Assignment: Please return every line from the entries that has the string "invokes" in it.

Collected data:
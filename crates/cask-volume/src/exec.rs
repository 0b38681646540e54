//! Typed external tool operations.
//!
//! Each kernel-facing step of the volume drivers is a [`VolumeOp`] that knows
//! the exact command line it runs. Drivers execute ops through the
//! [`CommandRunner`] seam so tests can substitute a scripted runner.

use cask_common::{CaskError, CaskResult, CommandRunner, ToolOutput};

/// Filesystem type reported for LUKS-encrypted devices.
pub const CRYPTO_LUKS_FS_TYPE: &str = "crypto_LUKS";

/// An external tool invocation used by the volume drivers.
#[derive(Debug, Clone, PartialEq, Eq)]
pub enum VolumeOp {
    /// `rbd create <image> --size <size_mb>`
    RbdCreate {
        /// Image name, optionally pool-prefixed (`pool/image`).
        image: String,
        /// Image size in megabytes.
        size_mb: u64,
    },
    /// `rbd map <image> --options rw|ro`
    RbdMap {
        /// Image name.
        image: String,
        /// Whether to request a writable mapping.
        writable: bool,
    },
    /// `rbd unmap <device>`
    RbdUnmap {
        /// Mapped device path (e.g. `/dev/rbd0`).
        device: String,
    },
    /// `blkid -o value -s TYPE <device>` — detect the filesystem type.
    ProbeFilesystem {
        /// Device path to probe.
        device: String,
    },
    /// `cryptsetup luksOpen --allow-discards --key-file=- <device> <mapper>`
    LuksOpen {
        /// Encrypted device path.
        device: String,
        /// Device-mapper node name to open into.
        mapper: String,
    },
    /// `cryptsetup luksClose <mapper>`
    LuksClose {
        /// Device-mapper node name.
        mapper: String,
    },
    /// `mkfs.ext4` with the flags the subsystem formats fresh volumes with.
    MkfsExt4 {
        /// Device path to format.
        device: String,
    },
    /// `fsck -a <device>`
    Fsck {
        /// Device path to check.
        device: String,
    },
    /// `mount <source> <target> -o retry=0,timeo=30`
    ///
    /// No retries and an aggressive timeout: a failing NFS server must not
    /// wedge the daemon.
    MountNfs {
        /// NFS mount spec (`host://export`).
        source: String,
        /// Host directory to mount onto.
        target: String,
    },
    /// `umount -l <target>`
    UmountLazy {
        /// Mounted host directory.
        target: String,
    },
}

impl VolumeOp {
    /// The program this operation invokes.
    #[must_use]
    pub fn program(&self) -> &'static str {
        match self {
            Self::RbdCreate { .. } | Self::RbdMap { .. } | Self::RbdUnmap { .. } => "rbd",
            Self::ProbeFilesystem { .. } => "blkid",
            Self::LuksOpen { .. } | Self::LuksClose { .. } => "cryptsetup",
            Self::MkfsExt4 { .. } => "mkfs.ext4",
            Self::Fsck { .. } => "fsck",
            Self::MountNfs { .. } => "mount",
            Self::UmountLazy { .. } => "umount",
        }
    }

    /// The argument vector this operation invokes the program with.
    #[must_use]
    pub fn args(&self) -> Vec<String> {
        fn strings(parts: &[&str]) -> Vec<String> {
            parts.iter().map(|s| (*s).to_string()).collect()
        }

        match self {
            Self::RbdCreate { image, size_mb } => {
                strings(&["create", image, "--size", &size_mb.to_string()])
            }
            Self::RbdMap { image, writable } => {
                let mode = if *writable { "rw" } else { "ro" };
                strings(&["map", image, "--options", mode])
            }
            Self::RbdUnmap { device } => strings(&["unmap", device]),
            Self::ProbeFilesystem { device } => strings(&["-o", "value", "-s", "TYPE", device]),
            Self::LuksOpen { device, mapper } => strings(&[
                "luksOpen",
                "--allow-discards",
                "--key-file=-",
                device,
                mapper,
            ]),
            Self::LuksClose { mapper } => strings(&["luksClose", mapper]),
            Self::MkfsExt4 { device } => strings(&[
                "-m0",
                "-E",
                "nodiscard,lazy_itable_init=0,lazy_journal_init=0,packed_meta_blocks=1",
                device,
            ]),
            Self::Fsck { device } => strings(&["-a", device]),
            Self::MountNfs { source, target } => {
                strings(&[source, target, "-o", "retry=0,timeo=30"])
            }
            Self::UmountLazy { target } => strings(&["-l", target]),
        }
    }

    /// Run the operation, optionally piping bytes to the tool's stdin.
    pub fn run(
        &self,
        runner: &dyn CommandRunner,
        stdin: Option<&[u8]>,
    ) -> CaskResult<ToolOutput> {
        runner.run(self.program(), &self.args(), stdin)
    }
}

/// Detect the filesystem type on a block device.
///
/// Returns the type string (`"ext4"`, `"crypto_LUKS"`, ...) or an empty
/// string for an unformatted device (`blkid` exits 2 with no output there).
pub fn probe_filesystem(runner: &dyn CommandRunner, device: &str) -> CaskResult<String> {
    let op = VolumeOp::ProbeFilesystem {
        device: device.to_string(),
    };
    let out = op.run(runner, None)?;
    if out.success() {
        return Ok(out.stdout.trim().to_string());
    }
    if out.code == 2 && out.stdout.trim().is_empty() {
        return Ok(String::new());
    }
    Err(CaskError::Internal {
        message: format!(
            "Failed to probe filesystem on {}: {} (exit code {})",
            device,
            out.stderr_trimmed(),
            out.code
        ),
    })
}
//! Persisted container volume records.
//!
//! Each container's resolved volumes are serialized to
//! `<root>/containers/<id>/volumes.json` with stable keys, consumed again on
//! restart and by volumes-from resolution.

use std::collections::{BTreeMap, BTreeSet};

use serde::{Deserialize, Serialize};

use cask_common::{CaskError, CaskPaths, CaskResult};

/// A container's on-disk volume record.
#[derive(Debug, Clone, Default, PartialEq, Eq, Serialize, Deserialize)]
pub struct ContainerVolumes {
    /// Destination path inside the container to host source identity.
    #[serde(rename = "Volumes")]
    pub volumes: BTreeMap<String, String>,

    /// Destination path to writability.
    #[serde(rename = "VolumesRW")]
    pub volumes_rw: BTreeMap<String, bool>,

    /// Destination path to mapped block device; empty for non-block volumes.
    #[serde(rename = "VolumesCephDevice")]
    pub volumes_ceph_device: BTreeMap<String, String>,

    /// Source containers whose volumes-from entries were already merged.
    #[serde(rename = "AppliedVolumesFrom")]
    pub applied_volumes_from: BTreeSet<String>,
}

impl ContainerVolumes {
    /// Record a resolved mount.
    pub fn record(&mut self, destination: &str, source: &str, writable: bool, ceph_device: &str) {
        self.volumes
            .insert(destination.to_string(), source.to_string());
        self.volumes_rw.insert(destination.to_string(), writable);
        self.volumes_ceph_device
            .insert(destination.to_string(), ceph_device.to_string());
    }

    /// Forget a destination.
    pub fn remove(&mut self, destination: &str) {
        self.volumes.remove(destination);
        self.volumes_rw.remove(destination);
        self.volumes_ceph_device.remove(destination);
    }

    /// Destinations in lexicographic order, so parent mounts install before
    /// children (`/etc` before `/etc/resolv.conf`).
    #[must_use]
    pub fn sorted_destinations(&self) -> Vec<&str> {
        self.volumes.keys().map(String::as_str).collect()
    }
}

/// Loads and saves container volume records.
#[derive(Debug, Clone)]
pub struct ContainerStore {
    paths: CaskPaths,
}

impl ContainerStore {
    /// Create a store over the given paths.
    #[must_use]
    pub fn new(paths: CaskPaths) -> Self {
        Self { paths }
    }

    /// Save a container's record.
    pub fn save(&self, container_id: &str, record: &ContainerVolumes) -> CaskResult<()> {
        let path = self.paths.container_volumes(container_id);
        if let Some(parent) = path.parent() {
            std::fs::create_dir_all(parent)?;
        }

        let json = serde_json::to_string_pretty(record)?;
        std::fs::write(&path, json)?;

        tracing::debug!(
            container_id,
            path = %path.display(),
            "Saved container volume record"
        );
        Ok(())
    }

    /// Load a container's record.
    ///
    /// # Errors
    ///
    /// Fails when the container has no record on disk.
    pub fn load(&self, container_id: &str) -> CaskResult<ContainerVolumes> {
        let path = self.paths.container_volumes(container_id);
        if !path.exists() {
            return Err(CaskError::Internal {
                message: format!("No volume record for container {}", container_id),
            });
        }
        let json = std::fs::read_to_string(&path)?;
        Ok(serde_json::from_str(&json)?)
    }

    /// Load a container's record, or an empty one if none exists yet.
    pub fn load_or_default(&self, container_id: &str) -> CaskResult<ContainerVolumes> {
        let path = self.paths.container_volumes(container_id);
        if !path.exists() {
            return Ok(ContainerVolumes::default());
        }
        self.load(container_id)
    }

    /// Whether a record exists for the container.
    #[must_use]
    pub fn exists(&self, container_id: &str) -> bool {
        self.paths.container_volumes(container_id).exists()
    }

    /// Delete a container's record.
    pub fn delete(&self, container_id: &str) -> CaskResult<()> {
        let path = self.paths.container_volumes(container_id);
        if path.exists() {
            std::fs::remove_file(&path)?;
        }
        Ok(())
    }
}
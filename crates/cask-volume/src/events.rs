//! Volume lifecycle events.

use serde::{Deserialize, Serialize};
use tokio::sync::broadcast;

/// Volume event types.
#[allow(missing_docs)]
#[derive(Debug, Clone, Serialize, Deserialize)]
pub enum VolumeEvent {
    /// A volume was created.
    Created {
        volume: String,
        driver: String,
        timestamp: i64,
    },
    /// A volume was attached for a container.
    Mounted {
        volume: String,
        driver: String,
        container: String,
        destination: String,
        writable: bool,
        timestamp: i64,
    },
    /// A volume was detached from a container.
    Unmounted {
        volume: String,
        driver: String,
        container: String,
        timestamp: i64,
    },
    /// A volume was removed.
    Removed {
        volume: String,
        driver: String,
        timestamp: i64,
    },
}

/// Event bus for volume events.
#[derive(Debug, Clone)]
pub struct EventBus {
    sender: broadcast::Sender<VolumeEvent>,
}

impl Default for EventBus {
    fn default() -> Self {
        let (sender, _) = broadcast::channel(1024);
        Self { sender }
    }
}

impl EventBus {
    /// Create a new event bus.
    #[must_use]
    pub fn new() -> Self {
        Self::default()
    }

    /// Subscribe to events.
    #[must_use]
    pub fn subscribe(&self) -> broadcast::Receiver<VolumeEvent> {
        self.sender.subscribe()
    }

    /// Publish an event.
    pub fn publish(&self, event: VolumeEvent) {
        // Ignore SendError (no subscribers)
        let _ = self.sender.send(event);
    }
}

Solution to this problem:
    /// The program this operation invokes.
    /// The argument vector this operation invokes the program with.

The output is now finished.